# Material to process
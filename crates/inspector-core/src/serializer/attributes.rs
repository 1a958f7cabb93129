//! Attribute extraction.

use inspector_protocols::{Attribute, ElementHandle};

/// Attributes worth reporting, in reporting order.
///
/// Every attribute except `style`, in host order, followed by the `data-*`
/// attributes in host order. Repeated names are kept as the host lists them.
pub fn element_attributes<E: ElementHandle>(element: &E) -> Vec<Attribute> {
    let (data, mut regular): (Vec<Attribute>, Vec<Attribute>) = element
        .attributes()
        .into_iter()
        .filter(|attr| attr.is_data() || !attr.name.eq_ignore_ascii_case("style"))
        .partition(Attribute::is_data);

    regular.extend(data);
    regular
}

# Activity
Please transcribe the full listing exactly, down to the last line.

# Solution for this exercise
filename crates/inspector-core/src/serializer/attributes.rs
repository 1a958f7cabb93129
//! Attribute extraction.

use inspector_protocols::{Attribute, ElementHandle};

/// Attributes worth reporting, in reporting order.
///
/// Every attribute except `style`, in host order, followed by the `data-*`
/// attributes in host order. Repeated names are kept as the host lists them.
pub fn element_attributes<E: ElementHandle>(element: &E) -> Vec<Attribute> {
    let (data, mut regular): (Vec<Attribute>, Vec<Attribute>) = element
        .attributes()
        .into_iter()
        .filter(|attr| attr.is_data() || !attr.name.eq_ignore_ascii_case("style"))
        .partition(Attribute::is_data);

    regular.extend(data);
    regular
}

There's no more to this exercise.